Try it: Retype each line exactly as it stands, beginning at the first line of the material and finishing with the line that contains "name) will be".

Dataset content:
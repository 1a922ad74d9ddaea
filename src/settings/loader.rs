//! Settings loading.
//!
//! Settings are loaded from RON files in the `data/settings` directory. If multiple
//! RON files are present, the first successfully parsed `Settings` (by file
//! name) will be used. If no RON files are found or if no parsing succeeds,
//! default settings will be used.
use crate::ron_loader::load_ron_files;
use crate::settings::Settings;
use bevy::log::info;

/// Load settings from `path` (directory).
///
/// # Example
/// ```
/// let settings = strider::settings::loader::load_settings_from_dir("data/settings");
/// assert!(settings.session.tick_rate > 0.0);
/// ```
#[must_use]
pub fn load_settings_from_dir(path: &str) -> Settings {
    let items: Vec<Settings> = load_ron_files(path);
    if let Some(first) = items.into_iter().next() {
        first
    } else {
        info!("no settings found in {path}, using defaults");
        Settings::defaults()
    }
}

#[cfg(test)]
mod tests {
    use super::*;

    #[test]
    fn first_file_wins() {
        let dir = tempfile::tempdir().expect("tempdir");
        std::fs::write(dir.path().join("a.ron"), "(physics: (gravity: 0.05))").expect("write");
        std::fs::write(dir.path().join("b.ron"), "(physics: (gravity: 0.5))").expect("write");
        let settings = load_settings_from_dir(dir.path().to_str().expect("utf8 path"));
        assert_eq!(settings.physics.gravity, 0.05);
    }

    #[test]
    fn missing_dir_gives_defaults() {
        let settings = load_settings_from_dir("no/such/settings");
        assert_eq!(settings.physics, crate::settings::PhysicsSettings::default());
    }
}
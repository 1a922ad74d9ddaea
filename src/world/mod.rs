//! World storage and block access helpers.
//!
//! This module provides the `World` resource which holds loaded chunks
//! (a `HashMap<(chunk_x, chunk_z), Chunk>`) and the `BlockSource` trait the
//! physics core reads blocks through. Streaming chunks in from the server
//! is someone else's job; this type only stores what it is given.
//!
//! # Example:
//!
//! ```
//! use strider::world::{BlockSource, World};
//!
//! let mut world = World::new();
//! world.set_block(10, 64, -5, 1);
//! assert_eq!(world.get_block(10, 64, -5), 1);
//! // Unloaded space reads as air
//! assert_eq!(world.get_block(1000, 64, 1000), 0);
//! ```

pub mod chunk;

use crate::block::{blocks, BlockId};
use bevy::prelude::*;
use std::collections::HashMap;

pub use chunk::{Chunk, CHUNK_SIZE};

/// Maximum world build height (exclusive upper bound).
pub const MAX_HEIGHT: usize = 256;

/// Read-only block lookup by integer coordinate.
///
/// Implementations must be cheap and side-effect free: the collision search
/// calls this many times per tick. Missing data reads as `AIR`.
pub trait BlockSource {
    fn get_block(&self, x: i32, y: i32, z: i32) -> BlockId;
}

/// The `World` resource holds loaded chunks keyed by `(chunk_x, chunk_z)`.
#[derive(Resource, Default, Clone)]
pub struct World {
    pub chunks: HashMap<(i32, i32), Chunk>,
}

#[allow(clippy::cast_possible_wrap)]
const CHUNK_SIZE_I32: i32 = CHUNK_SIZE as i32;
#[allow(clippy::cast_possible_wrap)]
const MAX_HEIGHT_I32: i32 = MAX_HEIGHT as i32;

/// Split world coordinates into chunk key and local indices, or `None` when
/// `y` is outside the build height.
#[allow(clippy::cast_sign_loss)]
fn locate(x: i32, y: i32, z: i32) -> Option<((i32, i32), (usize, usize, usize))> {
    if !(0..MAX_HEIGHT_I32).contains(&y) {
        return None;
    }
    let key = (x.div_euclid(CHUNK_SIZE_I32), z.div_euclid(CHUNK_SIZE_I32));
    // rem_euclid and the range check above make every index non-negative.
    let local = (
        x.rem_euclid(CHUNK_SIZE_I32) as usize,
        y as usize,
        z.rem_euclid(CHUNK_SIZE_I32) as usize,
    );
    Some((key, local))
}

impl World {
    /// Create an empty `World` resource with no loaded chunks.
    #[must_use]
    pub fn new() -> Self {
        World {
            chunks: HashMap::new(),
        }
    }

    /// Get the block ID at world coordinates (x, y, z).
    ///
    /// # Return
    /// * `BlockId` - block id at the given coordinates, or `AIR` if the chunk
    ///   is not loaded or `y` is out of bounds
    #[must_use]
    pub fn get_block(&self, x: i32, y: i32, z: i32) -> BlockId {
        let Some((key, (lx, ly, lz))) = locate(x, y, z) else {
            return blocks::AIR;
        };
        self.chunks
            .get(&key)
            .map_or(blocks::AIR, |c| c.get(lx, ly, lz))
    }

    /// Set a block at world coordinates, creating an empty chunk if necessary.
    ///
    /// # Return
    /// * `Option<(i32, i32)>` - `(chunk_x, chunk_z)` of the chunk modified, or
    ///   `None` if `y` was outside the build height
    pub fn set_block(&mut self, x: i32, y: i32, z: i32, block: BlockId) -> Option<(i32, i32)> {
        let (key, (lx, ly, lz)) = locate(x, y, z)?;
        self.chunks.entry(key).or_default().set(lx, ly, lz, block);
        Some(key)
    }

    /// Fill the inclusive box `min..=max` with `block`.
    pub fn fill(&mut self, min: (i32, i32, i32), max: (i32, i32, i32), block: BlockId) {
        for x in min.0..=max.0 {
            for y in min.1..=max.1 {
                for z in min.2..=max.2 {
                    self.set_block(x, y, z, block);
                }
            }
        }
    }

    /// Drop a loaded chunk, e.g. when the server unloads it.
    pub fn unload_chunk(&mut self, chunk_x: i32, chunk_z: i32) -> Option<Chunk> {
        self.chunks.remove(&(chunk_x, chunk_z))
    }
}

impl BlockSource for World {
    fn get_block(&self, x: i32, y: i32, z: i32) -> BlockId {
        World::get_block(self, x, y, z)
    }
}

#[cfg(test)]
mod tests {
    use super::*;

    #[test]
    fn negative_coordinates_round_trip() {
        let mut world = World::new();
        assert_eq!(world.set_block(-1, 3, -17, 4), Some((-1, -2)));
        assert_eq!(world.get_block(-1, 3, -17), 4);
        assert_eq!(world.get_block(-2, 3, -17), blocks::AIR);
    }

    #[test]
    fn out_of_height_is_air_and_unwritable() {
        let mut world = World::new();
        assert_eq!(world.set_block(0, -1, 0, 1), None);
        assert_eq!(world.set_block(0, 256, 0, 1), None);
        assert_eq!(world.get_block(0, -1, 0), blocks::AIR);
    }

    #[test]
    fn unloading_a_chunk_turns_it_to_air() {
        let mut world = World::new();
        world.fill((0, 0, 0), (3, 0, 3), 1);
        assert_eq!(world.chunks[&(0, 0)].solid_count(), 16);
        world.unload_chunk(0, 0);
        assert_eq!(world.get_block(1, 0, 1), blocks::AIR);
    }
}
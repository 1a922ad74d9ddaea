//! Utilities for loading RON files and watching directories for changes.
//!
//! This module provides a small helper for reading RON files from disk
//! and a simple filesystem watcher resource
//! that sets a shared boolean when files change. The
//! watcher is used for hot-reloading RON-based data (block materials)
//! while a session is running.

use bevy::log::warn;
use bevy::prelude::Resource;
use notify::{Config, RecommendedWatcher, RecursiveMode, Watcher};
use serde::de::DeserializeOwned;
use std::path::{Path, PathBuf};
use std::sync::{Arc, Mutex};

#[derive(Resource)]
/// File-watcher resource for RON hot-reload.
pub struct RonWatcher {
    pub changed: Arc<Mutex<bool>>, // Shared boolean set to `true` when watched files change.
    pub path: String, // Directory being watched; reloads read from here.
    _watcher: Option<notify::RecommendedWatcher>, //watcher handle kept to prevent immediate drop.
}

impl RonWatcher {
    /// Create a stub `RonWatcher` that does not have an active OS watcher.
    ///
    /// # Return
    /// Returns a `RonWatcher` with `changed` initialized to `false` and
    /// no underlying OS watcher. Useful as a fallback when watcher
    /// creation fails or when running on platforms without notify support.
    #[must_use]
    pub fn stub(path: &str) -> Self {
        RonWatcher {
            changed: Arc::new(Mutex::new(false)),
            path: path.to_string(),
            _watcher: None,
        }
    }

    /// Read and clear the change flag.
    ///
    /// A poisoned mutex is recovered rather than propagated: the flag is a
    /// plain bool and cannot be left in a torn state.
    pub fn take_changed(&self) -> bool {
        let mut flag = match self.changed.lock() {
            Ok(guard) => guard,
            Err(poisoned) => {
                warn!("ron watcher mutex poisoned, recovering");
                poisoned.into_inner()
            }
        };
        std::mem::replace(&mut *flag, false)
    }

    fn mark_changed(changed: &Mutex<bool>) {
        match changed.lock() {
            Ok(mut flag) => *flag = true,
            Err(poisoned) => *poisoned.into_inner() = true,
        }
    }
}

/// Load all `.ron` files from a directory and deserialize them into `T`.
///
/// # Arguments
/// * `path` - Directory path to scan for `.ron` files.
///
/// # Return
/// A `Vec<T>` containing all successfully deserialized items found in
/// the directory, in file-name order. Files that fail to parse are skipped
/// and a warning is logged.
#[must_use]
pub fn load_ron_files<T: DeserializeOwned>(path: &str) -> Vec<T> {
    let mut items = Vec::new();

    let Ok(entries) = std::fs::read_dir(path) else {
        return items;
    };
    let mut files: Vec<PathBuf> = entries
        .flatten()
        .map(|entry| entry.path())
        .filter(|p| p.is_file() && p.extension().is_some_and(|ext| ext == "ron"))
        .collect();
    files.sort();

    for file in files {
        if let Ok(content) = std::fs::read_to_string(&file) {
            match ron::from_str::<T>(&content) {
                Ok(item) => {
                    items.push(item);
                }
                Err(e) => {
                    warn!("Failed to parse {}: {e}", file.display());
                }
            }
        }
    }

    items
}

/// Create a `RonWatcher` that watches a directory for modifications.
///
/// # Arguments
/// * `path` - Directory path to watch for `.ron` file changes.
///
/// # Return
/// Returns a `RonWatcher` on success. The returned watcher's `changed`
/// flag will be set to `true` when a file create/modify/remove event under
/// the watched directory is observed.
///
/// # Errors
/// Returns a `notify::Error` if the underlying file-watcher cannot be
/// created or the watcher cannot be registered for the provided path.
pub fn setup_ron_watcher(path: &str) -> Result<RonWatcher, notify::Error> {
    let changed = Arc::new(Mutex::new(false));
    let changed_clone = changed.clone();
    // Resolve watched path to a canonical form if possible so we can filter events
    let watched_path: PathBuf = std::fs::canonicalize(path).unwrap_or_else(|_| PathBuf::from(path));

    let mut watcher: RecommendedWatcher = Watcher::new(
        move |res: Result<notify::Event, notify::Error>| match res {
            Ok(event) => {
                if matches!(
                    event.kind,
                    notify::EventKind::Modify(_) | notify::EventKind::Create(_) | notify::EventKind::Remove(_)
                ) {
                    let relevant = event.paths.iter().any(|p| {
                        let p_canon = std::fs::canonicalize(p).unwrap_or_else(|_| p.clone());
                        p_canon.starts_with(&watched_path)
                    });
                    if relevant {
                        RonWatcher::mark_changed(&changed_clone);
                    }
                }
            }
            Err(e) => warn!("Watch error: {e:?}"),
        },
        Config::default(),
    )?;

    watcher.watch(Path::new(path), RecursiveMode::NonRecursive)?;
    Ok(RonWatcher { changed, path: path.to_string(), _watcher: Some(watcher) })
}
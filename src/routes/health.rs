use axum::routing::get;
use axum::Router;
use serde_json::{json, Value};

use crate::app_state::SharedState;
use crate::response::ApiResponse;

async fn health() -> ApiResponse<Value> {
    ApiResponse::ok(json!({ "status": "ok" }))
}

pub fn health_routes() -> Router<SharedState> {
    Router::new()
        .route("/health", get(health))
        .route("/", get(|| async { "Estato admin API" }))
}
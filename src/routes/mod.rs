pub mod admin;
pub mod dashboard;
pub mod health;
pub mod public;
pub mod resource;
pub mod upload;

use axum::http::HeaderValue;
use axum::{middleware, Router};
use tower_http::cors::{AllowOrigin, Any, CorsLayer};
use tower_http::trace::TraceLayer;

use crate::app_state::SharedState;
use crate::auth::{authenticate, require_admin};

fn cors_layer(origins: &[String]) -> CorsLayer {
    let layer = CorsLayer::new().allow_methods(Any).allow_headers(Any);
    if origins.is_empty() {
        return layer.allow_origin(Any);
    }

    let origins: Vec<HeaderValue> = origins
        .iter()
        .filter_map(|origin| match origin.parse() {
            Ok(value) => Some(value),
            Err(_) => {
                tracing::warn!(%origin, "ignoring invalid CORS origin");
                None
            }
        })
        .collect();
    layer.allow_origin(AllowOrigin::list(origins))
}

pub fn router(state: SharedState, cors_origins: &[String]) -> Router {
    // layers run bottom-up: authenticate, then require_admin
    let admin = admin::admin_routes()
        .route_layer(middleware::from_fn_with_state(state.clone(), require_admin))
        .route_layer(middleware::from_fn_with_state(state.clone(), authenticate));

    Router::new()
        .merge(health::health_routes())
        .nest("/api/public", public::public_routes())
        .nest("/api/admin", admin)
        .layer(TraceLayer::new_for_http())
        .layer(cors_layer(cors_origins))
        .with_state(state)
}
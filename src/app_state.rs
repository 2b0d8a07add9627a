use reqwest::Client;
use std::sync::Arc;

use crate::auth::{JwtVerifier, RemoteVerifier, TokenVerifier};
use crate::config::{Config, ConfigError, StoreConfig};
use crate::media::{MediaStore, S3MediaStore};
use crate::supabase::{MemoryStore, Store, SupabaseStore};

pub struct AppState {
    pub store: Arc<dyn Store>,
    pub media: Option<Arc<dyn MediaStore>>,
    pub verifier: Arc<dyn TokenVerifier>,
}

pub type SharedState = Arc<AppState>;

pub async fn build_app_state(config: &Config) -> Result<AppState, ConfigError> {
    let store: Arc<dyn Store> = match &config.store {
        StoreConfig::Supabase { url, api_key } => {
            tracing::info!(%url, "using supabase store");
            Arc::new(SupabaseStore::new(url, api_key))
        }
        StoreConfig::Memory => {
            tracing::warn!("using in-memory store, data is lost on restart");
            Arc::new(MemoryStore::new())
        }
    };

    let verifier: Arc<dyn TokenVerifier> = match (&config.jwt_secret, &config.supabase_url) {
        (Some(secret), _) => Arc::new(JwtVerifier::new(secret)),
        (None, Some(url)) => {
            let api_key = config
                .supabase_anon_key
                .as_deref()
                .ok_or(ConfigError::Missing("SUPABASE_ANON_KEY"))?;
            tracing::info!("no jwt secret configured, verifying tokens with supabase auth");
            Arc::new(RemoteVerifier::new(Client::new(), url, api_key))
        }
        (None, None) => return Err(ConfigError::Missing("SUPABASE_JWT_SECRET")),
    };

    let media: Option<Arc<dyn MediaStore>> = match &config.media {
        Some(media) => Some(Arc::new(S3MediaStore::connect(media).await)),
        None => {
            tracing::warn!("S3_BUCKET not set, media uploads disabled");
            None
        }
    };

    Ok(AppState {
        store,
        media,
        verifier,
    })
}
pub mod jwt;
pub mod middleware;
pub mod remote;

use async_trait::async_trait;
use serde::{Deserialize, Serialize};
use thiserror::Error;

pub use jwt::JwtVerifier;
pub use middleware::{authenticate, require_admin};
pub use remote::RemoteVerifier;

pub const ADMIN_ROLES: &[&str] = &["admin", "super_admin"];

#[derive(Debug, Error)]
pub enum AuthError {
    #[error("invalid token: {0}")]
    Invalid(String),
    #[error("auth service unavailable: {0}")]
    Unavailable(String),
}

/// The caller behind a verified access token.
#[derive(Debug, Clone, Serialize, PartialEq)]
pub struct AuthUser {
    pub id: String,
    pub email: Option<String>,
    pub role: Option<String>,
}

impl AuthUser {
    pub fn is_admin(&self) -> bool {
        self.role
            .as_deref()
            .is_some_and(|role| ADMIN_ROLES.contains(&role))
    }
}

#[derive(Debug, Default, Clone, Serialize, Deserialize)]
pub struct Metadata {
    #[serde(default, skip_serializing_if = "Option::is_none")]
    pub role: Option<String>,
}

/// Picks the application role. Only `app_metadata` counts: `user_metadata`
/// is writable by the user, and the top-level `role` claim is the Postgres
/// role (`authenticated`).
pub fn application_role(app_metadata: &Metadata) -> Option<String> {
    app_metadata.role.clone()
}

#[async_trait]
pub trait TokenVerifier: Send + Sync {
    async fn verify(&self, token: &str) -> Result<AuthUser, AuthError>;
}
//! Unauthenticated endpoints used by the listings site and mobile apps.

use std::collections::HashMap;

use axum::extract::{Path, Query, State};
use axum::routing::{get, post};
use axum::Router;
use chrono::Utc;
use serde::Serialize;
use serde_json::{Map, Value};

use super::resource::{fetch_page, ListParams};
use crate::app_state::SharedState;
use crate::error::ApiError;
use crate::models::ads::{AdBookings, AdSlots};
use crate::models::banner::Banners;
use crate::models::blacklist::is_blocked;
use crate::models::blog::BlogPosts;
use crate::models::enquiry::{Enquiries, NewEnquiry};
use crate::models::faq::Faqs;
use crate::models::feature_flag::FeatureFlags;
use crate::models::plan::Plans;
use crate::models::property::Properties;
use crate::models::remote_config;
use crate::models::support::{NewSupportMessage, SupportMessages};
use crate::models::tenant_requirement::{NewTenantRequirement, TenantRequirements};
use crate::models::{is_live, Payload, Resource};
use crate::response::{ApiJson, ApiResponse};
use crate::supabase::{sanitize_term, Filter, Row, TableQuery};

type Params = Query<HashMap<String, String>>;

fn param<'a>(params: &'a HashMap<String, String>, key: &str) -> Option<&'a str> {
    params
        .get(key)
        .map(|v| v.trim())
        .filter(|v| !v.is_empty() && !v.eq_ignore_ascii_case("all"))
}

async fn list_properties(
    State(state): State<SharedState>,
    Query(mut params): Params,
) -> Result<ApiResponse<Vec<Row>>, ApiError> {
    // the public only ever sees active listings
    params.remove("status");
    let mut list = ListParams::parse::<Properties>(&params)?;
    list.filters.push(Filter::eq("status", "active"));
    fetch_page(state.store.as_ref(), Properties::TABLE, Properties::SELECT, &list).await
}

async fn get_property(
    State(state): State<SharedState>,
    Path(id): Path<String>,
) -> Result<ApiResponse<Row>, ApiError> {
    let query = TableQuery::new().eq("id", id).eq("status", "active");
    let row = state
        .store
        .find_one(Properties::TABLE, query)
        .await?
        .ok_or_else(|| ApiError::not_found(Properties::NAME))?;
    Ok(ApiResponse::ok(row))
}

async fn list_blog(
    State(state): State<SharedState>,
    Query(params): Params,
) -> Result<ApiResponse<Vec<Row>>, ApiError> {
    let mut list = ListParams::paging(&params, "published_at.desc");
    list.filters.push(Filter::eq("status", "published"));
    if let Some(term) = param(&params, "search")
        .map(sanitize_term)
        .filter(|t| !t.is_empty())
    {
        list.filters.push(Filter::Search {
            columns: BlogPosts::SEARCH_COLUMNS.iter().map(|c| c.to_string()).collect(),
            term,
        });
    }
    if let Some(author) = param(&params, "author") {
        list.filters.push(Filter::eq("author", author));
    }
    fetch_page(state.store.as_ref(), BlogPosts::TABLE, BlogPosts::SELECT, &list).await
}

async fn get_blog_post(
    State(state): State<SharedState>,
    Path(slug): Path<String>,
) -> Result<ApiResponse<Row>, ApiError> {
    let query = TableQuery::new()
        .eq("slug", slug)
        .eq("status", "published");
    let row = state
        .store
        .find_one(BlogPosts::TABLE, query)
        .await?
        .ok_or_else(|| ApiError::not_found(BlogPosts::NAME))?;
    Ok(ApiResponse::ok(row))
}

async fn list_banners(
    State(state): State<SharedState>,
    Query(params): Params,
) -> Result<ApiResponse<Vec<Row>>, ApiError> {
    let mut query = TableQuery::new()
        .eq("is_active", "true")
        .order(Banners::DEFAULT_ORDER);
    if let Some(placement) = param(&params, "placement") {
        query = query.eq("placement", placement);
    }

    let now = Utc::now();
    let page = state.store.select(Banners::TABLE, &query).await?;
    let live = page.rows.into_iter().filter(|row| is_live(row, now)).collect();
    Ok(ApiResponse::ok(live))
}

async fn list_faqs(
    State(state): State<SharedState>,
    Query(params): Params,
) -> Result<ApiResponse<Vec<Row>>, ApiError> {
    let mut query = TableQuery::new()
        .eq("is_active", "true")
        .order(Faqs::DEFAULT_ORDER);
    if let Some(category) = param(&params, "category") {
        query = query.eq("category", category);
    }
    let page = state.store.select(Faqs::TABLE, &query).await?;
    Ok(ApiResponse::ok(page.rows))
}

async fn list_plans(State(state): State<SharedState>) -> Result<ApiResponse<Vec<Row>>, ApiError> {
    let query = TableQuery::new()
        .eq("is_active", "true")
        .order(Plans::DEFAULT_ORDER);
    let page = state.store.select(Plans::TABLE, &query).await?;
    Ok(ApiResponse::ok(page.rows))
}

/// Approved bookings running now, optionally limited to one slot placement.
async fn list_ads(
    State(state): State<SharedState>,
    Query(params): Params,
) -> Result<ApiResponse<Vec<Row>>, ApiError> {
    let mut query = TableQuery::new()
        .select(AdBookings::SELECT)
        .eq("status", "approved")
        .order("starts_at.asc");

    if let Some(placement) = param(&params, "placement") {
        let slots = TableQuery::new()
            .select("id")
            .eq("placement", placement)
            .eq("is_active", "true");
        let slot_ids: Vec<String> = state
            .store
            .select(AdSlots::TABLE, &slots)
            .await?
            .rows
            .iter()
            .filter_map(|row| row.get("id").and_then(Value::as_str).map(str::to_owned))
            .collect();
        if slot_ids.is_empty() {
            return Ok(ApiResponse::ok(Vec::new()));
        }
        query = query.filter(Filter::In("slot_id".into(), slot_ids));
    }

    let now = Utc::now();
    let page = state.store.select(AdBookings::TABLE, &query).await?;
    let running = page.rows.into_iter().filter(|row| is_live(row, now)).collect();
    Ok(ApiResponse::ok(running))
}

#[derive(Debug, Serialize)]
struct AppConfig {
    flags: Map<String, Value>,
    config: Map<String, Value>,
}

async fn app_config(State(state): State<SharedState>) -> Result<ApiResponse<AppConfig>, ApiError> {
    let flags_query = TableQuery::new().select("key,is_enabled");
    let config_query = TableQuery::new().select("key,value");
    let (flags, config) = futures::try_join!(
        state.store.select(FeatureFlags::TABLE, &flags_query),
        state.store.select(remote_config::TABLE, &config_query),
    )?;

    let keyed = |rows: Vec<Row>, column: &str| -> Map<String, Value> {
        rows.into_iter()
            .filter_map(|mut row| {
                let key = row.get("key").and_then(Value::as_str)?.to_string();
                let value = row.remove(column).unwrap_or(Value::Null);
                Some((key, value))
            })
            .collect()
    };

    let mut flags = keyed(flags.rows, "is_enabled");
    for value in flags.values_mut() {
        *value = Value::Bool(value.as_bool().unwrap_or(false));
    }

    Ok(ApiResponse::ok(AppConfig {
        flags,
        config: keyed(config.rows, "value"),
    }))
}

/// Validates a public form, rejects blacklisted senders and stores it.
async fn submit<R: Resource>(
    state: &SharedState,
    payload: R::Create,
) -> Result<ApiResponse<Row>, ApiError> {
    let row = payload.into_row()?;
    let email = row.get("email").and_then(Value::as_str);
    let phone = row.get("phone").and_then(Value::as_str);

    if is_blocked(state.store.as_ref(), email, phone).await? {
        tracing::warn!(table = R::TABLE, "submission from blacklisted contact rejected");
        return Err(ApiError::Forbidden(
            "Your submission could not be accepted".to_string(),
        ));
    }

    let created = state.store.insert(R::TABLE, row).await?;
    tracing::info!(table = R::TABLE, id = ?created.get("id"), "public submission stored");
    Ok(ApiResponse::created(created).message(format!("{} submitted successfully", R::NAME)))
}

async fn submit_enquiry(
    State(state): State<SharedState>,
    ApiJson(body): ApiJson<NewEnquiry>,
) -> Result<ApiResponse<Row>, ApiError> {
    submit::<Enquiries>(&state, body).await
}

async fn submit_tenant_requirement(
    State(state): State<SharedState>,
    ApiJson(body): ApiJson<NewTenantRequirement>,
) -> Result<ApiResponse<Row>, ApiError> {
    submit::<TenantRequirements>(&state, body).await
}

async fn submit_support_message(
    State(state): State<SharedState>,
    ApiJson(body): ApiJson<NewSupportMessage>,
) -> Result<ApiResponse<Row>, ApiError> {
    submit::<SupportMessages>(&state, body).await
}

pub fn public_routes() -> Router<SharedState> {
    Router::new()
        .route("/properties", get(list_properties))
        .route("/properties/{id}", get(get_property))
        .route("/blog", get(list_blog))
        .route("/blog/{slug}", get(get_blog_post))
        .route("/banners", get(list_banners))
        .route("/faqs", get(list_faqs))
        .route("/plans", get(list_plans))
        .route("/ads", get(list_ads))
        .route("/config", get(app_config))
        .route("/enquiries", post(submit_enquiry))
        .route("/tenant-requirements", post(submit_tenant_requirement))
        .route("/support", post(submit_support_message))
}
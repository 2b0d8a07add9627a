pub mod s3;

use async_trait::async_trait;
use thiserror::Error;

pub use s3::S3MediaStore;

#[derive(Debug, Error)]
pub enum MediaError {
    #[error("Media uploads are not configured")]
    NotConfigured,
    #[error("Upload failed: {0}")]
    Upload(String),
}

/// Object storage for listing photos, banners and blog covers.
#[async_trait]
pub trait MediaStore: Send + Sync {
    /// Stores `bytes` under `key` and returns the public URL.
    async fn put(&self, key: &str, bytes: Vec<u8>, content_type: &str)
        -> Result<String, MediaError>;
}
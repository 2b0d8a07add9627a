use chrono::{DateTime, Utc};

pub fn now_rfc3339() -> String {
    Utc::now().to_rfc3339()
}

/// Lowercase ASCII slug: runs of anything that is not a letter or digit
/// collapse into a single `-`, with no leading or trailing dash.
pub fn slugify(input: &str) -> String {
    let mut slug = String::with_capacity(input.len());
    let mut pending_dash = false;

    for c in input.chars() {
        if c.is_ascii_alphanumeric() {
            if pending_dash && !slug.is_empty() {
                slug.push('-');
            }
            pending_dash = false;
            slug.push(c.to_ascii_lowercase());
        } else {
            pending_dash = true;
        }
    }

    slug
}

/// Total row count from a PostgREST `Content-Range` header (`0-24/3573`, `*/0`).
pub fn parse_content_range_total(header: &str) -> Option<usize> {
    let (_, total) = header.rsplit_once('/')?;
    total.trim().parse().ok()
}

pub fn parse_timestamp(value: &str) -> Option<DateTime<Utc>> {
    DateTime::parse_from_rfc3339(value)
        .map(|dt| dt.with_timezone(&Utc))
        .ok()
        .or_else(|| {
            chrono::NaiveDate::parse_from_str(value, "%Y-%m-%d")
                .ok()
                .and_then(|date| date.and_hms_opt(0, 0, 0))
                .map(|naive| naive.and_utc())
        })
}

Exercise solution:
repository 1a922ad74d9ddaea
filename src/settings/loader.rs
//! Settings loading.
//!
//! Settings are loaded from RON files in the `data/settings` directory. If multiple
//! RON files are present, the first successfully parsed `Settings` (by file
//! name) will be used. If no RON files are found or if no parsing succeeds,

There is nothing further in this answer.